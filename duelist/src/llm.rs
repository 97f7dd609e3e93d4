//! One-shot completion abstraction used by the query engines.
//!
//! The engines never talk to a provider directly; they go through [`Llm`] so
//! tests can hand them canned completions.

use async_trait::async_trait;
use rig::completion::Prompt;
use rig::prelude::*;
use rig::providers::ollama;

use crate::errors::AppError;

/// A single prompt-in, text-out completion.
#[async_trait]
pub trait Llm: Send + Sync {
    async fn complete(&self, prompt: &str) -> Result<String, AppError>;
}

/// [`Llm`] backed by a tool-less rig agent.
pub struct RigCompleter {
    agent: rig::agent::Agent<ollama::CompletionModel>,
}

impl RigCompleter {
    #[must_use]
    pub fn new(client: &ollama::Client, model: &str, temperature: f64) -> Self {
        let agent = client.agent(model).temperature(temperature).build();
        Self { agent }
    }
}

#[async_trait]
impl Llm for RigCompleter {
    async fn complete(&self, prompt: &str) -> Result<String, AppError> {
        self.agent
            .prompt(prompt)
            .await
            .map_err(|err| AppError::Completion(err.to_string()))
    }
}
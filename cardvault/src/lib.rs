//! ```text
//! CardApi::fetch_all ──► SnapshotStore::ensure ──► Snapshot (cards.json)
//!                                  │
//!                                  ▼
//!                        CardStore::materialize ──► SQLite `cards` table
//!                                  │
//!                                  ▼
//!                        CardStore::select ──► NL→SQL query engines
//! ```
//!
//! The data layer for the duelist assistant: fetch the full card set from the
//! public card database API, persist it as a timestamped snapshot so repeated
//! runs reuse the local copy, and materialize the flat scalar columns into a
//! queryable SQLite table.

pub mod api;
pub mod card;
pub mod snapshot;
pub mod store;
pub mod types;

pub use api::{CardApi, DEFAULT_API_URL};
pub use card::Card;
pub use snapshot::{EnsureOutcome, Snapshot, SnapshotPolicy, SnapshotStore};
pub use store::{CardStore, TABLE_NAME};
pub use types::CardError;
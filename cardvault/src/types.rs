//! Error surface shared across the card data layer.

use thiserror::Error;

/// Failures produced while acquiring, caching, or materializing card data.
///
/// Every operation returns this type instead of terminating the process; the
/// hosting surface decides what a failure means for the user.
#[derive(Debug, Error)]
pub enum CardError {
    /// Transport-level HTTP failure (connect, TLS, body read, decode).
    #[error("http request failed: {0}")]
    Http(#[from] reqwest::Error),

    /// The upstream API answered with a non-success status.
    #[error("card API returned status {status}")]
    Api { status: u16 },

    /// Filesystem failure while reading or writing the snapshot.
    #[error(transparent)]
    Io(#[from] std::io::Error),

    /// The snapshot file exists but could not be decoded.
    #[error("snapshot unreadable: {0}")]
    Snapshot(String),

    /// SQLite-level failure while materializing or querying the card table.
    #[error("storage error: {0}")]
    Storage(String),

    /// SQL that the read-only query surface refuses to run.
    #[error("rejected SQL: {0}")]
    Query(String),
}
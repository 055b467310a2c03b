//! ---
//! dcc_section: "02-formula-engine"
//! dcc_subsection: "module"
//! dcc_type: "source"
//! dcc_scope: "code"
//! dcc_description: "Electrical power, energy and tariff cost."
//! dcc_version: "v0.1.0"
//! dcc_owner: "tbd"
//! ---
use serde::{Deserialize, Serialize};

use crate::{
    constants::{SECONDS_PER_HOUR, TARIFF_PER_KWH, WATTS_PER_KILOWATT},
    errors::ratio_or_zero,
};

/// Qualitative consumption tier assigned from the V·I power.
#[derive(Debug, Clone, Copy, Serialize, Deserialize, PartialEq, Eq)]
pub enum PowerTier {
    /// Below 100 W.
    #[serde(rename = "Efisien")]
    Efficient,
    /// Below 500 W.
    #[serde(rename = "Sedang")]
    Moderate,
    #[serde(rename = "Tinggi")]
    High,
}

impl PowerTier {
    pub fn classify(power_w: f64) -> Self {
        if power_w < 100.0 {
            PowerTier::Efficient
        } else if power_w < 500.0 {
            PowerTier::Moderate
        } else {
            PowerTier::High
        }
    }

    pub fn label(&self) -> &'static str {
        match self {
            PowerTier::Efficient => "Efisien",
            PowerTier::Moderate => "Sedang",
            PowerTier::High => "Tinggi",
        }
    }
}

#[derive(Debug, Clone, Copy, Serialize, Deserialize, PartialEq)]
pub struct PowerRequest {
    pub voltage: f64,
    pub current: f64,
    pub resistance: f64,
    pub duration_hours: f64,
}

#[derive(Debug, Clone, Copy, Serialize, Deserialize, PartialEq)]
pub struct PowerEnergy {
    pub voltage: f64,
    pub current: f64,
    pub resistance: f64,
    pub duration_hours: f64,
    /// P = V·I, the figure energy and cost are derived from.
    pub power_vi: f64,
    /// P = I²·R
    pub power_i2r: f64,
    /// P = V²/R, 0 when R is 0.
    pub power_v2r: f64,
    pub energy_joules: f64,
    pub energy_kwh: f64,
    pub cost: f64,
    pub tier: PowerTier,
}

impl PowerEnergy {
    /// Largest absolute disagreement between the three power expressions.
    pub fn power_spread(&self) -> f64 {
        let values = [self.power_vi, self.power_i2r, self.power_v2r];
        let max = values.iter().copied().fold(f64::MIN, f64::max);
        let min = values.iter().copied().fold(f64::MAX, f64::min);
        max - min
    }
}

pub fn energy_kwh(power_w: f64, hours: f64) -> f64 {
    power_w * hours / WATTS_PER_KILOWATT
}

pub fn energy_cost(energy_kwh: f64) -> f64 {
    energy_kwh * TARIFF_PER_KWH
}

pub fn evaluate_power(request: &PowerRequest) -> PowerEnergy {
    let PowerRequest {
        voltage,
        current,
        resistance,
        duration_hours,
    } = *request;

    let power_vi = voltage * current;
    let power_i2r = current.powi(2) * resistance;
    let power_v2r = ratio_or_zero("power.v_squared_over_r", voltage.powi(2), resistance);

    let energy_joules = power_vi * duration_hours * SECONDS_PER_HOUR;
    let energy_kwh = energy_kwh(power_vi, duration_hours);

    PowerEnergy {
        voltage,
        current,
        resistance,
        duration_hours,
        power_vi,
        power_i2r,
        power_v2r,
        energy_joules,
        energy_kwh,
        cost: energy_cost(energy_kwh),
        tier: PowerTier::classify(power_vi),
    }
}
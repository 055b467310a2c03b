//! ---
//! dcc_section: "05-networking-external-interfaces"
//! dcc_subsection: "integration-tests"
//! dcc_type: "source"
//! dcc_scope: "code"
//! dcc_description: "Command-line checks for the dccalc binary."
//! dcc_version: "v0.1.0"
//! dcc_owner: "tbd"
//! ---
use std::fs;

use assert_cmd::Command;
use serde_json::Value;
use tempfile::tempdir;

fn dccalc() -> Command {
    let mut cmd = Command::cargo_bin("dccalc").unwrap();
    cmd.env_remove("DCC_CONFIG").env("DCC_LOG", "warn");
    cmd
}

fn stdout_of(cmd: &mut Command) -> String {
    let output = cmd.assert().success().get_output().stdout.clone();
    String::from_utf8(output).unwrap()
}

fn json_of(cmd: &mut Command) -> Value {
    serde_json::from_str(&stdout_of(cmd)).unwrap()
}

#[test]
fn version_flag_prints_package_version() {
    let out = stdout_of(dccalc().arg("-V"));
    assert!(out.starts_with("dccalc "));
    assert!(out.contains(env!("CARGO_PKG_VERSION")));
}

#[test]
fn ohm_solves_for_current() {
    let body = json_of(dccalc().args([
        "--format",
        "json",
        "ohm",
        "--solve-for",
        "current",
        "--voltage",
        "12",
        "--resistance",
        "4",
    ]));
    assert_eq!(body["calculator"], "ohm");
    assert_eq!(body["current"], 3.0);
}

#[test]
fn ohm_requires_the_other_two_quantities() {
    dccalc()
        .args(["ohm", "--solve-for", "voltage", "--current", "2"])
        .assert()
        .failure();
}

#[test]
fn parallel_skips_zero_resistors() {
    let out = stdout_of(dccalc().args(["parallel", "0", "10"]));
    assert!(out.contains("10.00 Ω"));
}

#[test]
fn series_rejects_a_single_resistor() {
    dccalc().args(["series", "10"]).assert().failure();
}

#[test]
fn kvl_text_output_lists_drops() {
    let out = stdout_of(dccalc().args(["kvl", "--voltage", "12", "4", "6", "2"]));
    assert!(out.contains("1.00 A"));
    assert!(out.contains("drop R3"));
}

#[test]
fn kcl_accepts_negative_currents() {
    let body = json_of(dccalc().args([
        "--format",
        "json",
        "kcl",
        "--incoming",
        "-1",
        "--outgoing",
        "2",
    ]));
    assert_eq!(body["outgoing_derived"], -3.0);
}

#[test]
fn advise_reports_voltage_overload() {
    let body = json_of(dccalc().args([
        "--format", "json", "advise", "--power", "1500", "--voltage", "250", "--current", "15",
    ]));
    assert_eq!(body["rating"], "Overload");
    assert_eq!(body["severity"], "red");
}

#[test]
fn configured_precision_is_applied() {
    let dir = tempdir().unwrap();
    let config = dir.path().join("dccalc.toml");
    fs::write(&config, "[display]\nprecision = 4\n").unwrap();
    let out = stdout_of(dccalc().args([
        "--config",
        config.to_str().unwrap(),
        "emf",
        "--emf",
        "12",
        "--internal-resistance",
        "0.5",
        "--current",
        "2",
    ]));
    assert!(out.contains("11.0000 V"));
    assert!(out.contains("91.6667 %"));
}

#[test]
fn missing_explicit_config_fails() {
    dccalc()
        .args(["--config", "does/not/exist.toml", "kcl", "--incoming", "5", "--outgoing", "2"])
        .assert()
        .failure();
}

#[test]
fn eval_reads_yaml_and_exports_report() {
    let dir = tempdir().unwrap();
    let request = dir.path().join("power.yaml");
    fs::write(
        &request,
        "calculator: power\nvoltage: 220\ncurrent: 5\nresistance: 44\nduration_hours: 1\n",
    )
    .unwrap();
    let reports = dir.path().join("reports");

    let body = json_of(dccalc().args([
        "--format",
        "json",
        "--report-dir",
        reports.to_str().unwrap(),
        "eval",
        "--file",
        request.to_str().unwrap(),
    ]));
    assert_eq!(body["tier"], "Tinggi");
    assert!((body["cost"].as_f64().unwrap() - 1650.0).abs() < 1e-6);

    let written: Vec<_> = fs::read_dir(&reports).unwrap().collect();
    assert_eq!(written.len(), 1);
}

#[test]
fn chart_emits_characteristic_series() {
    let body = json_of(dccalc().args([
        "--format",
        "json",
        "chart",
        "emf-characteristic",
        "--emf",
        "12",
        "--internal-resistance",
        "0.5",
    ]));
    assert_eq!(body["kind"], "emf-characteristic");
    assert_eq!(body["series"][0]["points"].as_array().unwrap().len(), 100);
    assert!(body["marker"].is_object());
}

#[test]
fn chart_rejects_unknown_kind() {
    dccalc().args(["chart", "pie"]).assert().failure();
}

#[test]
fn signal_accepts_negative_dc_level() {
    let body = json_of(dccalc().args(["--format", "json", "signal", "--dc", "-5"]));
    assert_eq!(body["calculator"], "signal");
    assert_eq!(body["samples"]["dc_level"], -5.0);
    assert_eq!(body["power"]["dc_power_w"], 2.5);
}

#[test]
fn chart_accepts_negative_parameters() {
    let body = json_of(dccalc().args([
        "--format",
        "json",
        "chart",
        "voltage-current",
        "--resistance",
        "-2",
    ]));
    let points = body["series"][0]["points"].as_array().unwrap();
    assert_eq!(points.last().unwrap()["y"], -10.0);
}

What you will do:
Search the entries for the word "Tinggi", then gather every line that has it.

Completed exercise:
    #[serde(rename = "Tinggi")]
            PowerTier::High => "Tinggi",
    assert_eq!(body["tier"], "Tinggi");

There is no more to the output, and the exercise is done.